> EXERCISE
Which lines of the entries below run from the one holding "pub struct RepoStatistics" to the one holding "of one audit", inclusive? Set down exactly those lines and no others.

= Beginning of Section =

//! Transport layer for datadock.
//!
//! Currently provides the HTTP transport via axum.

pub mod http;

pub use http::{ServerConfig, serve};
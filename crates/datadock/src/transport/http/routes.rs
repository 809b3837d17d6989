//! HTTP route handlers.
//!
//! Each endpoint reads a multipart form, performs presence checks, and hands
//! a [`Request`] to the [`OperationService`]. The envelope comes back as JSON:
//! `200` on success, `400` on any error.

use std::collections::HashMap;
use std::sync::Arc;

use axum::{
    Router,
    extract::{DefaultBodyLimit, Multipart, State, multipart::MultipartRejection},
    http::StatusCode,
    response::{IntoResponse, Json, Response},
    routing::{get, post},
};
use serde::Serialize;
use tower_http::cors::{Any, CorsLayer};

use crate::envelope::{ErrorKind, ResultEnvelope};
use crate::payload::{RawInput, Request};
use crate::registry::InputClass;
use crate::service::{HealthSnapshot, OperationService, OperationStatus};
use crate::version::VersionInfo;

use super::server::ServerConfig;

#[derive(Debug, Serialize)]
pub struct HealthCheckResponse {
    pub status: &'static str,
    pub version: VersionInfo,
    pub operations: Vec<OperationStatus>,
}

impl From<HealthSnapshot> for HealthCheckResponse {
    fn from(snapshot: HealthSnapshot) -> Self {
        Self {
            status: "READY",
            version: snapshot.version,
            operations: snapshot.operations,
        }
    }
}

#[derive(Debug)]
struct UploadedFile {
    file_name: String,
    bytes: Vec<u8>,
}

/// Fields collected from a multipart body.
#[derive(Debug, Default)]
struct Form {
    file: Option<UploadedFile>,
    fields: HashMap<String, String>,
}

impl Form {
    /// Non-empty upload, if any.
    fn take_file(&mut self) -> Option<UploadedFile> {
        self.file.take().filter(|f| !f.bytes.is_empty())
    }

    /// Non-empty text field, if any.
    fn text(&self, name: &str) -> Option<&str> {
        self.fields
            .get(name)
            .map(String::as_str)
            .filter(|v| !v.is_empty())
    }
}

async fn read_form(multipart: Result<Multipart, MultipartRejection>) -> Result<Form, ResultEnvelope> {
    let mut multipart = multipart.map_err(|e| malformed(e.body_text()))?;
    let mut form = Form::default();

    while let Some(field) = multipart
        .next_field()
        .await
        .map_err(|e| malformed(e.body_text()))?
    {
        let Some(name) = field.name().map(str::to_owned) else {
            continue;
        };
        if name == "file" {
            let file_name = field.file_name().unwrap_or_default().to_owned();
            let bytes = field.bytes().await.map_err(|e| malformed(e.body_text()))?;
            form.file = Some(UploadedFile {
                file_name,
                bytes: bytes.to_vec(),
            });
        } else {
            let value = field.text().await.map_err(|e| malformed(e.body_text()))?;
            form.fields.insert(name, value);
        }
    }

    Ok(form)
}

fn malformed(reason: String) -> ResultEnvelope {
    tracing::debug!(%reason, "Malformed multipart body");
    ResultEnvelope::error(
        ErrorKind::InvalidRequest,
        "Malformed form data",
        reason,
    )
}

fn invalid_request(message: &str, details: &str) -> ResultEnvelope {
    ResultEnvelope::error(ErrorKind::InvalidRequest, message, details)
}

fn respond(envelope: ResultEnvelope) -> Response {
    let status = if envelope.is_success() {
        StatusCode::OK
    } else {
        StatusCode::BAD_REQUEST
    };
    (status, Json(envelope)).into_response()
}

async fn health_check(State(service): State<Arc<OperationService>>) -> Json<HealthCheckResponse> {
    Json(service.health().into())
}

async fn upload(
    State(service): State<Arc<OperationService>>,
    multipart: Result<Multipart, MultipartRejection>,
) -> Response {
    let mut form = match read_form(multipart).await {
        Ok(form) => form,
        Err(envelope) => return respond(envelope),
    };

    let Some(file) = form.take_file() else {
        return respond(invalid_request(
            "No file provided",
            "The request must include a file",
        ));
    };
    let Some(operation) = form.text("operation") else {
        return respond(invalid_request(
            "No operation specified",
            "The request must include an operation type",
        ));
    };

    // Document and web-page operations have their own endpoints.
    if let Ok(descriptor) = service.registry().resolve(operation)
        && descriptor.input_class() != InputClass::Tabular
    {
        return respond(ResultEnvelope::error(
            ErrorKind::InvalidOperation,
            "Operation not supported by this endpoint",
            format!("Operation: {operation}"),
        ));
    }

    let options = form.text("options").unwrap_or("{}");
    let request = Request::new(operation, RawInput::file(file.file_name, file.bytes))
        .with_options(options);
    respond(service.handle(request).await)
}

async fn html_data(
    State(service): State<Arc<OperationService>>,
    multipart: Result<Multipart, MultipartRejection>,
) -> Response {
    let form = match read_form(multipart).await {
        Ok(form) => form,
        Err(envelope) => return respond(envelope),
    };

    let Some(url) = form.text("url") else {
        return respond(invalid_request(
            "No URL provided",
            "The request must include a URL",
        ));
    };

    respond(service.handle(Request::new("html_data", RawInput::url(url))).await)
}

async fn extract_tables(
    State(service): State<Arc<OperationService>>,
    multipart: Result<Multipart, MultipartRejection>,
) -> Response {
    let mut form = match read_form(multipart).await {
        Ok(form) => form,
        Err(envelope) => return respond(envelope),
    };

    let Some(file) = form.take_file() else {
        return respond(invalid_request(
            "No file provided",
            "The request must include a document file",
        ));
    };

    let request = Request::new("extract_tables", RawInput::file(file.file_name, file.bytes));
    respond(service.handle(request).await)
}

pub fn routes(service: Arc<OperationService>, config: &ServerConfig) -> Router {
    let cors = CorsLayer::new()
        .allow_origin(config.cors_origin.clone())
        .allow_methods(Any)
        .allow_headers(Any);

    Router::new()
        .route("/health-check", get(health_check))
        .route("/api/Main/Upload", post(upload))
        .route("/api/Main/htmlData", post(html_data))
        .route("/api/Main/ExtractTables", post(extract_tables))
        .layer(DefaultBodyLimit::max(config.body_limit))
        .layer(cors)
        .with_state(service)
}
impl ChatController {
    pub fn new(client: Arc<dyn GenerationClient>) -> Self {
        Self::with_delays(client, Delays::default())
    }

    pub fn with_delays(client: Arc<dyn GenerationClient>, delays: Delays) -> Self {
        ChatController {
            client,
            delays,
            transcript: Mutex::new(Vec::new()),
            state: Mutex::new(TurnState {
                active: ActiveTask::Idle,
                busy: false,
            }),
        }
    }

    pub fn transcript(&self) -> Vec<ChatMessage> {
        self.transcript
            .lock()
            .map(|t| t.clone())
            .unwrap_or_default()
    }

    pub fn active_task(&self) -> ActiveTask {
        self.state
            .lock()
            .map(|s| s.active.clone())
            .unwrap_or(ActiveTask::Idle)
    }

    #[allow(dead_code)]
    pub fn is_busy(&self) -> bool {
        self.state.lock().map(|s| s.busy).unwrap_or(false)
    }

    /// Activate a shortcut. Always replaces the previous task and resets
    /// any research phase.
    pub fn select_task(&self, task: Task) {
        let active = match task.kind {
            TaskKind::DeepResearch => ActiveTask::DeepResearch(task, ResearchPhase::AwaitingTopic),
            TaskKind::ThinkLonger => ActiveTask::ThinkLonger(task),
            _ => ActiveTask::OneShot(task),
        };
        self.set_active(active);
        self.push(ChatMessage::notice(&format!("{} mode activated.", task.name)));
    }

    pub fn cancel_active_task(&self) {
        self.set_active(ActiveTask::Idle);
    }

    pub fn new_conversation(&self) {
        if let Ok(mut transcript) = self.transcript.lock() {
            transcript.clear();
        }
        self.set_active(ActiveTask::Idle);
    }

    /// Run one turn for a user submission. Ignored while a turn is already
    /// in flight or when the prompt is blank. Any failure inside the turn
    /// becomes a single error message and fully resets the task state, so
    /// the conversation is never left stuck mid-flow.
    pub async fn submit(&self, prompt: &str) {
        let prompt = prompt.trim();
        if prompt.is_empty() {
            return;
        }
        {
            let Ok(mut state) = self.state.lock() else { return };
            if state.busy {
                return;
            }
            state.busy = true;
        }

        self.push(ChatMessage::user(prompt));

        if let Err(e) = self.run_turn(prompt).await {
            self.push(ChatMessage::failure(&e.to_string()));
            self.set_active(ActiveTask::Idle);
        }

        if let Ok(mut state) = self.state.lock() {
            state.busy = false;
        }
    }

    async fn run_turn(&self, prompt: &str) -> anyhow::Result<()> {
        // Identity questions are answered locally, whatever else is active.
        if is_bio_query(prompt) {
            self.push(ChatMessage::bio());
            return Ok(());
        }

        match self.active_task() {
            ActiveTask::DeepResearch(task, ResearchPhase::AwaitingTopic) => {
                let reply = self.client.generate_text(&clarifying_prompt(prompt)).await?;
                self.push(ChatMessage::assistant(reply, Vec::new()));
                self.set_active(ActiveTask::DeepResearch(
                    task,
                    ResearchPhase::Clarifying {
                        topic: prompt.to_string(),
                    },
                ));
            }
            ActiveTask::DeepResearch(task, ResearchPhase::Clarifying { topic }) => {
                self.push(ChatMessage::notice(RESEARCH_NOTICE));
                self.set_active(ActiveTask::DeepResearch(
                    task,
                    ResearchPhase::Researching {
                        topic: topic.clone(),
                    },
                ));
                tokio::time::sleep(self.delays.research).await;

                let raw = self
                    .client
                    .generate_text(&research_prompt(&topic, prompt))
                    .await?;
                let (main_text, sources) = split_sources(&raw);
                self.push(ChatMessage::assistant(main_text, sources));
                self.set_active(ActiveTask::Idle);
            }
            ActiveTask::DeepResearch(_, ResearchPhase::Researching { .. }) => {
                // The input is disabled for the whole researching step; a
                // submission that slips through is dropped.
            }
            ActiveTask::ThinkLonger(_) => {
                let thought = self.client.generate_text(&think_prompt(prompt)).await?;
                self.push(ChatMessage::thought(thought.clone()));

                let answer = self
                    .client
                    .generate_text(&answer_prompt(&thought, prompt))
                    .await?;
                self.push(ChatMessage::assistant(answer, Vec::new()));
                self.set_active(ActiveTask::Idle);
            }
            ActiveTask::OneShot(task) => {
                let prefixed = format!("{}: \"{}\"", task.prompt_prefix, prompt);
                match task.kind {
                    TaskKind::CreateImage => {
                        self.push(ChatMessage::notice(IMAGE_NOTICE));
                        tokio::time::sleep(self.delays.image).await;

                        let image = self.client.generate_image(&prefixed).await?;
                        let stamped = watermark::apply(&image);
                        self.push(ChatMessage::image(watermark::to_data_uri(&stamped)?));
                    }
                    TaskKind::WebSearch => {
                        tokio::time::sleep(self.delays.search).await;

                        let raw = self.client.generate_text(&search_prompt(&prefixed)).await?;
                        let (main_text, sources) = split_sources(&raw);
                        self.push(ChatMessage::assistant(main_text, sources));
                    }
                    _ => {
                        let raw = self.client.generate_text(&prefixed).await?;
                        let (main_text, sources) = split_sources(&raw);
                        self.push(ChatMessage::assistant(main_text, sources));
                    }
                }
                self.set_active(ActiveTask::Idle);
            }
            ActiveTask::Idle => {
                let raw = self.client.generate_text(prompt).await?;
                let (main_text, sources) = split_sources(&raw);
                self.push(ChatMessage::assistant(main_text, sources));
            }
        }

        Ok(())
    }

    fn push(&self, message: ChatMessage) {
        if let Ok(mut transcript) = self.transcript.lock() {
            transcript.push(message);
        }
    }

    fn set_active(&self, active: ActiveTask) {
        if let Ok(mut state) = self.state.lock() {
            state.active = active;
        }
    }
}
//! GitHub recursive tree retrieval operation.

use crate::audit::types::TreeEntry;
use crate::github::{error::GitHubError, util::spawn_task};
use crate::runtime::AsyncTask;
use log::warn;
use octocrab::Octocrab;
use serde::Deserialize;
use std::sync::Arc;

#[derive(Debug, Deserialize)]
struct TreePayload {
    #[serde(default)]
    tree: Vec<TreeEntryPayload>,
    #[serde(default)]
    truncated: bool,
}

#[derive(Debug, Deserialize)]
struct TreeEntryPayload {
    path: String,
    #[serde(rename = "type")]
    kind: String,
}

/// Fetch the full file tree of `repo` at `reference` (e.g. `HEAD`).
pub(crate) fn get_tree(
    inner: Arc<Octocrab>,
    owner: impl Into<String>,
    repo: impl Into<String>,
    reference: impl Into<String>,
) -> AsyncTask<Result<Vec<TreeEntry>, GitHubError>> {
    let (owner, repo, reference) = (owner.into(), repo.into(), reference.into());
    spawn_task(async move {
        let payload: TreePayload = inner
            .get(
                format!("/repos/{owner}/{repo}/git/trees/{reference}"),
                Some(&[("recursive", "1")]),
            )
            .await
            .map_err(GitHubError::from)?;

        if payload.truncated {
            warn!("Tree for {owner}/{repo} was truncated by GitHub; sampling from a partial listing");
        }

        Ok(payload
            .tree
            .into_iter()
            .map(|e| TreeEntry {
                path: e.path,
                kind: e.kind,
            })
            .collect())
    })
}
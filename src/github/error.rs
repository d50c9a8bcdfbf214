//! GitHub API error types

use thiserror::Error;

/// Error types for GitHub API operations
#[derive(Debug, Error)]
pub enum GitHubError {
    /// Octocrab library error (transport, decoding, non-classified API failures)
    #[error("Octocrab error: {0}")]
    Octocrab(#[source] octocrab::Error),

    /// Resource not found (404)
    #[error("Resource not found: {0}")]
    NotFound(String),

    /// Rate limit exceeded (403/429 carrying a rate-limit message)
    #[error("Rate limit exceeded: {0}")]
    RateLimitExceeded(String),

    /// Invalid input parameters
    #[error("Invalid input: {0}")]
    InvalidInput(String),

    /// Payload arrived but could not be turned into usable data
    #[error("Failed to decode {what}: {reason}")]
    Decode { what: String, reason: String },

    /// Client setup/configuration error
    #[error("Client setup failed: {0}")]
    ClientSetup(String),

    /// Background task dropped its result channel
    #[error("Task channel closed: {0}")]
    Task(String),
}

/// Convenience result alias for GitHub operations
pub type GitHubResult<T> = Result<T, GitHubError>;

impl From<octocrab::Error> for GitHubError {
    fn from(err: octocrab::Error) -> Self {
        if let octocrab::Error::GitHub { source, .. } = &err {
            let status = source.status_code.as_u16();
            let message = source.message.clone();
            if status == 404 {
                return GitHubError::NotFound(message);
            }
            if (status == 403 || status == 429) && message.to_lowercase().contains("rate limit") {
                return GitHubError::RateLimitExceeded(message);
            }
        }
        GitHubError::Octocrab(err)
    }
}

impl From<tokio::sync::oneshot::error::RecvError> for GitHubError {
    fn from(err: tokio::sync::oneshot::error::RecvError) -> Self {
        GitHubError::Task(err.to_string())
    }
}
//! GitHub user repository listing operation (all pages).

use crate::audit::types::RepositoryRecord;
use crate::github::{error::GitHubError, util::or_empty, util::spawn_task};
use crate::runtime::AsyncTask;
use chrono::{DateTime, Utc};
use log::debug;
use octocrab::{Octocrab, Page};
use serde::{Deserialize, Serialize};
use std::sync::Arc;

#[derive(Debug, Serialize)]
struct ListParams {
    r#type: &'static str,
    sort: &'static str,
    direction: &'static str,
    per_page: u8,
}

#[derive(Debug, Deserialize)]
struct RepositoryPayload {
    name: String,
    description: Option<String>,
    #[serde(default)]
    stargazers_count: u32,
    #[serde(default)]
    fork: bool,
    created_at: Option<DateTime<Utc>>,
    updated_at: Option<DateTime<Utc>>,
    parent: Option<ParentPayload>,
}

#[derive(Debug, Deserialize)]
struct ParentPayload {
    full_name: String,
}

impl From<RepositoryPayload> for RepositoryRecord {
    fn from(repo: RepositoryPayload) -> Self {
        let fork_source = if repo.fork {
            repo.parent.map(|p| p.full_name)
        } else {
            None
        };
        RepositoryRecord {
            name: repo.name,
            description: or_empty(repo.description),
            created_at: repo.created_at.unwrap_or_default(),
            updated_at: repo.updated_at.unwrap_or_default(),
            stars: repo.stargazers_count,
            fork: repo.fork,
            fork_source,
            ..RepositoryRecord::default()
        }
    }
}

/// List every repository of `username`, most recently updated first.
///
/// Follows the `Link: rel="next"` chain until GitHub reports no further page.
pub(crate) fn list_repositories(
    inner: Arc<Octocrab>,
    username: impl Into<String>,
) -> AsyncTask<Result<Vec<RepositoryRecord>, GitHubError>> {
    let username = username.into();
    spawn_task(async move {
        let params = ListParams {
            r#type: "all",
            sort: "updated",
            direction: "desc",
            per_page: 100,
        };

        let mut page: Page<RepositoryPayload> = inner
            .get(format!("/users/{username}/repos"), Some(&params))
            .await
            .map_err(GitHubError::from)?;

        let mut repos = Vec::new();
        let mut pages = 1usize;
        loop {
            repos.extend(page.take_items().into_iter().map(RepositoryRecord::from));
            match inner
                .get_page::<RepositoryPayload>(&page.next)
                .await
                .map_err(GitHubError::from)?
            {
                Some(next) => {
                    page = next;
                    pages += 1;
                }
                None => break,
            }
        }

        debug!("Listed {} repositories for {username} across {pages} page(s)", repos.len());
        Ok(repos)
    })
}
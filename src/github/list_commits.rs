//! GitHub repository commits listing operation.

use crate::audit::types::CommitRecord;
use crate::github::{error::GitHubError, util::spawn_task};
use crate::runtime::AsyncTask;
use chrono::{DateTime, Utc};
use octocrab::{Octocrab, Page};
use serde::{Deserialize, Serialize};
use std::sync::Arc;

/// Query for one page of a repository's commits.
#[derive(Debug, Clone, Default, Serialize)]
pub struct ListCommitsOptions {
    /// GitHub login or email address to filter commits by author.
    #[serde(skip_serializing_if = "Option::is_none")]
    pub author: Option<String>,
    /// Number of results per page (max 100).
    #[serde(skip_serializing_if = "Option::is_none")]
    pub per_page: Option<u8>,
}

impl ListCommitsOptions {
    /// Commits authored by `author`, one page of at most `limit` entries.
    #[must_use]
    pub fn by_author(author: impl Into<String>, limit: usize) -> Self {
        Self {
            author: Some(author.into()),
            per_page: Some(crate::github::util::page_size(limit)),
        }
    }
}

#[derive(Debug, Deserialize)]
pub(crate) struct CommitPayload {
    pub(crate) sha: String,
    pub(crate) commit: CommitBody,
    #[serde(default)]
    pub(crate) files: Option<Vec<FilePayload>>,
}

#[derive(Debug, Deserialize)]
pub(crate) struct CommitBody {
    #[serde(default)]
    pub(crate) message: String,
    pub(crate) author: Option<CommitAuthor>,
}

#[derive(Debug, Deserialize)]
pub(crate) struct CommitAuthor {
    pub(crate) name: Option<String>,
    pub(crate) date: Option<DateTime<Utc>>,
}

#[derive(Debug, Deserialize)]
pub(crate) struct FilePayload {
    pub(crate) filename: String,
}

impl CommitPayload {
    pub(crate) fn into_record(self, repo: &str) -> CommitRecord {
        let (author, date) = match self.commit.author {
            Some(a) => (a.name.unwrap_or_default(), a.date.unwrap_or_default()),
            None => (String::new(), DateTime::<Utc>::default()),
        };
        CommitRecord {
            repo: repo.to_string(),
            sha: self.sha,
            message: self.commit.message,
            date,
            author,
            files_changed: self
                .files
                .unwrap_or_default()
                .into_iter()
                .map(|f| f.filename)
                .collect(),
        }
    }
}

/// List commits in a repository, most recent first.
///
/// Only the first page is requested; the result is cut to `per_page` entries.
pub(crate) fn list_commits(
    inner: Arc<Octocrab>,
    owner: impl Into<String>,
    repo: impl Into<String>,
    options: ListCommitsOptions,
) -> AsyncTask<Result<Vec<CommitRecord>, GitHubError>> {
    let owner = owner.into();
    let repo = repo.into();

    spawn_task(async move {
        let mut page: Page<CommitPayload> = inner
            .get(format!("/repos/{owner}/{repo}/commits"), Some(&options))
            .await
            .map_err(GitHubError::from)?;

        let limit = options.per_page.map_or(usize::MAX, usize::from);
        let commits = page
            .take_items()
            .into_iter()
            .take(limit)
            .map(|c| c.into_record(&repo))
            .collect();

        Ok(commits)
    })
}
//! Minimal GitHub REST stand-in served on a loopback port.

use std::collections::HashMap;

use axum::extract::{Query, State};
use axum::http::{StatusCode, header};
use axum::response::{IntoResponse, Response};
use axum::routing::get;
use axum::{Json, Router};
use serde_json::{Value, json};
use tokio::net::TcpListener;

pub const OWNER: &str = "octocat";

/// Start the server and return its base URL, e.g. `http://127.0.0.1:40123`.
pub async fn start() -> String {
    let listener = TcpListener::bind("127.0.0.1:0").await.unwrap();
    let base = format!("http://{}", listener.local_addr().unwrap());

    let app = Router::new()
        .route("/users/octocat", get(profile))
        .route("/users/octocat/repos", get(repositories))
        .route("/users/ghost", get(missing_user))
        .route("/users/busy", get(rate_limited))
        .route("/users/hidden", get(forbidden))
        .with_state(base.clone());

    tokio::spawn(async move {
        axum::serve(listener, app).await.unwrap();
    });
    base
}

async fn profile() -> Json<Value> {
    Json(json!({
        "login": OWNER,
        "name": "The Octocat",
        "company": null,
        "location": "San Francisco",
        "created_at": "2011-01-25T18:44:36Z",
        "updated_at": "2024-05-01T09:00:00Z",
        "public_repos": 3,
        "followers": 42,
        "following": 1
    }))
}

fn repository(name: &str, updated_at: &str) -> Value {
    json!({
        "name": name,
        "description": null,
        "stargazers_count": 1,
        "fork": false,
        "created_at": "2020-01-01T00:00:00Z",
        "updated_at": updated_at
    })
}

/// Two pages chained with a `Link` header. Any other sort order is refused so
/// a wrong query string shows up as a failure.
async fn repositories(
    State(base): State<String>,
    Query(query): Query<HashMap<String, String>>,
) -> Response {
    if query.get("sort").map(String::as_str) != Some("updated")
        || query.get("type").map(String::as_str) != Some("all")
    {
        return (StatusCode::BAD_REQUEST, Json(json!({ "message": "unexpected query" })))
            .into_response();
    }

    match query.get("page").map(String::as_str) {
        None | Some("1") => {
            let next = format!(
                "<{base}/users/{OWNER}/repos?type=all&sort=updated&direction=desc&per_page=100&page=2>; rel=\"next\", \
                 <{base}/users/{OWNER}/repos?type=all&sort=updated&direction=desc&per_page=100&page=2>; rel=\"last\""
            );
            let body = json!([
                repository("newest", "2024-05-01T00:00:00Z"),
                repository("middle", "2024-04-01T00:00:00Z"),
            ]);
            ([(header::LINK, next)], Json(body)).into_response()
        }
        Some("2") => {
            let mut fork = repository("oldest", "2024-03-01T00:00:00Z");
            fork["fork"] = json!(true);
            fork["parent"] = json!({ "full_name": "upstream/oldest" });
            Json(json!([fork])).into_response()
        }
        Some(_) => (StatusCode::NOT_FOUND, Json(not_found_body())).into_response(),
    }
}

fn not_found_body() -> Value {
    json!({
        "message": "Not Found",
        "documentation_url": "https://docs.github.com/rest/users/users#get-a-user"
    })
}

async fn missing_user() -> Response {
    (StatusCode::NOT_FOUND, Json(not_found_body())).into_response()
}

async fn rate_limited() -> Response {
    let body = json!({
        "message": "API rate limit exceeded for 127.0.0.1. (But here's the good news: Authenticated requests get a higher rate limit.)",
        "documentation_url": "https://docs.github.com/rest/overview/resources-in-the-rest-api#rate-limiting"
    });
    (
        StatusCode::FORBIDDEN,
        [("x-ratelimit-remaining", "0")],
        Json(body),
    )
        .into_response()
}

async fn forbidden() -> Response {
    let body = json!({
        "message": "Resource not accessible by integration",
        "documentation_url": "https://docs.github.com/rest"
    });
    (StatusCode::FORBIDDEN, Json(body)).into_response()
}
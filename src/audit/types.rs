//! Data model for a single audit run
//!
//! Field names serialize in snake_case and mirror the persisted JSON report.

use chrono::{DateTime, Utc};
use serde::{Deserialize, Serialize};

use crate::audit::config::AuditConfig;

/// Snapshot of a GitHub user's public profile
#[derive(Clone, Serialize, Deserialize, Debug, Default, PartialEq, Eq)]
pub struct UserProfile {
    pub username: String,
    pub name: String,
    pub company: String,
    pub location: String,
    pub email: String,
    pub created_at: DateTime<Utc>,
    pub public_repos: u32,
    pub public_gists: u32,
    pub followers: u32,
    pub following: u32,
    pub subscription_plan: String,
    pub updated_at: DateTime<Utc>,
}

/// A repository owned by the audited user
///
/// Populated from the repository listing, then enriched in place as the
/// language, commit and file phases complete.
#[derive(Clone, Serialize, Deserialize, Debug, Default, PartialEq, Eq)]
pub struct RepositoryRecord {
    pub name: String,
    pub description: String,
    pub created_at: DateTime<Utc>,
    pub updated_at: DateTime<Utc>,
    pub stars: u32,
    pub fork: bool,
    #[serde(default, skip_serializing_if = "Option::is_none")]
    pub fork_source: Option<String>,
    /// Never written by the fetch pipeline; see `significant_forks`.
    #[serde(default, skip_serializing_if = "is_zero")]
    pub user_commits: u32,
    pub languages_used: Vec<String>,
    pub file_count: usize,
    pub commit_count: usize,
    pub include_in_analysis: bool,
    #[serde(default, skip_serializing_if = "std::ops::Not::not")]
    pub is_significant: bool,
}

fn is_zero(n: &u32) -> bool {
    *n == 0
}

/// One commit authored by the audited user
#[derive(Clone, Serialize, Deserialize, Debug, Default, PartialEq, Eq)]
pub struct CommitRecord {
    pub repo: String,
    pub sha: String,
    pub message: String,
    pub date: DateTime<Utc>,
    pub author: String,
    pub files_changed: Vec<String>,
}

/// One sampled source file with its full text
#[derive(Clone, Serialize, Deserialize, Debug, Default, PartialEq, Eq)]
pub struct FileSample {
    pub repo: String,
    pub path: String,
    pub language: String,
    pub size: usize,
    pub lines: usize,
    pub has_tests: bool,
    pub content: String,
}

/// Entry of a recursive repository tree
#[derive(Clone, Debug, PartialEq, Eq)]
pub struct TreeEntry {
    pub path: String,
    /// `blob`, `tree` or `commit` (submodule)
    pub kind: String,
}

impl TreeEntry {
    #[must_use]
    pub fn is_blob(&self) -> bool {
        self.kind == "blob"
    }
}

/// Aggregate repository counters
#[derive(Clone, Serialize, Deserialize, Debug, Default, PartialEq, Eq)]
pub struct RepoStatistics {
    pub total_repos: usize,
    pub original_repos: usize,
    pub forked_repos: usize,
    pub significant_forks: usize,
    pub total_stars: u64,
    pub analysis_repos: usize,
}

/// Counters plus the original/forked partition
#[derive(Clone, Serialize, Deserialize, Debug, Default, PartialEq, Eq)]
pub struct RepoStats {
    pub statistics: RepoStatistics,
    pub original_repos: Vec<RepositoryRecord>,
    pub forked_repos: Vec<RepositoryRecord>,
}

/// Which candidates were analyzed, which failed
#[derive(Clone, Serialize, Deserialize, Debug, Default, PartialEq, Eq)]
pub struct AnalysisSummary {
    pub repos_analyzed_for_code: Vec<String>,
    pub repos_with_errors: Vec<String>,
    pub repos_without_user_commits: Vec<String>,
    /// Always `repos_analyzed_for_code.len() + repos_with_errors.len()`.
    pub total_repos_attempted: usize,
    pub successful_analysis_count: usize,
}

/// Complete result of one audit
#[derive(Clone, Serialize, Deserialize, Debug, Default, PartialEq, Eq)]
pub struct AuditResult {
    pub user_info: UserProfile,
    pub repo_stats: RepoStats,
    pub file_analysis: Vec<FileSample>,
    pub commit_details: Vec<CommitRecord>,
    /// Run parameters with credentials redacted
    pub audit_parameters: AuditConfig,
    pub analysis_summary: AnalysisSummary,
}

= End of Section =

> RESULT FOR THIS EXERCISE
pub struct RepoStatistics {
    pub total_repos: usize,
    pub original_repos: usize,
    pub forked_repos: usize,
    pub significant_forks: usize,
    pub total_stars: u64,
    pub analysis_repos: usize,
}

/// Counters plus the original/forked partition
#[derive(Clone, Serialize, Deserialize, Debug, Default, PartialEq, Eq)]
pub struct RepoStats {
    pub statistics: RepoStatistics,
    pub original_repos: Vec<RepositoryRecord>,
    pub forked_repos: Vec<RepositoryRecord>,
}

/// Which candidates were analyzed, which failed
#[derive(Clone, Serialize, Deserialize, Debug, Default, PartialEq, Eq)]
pub struct AnalysisSummary {
    pub repos_analyzed_for_code: Vec<String>,
    pub repos_with_errors: Vec<String>,
    pub repos_without_user_commits: Vec<String>,
    /// Always `repos_analyzed_for_code.len() + repos_with_errors.len()`.
    pub total_repos_attempted: usize,
    pub successful_analysis_count: usize,
}

/// Complete result of one audit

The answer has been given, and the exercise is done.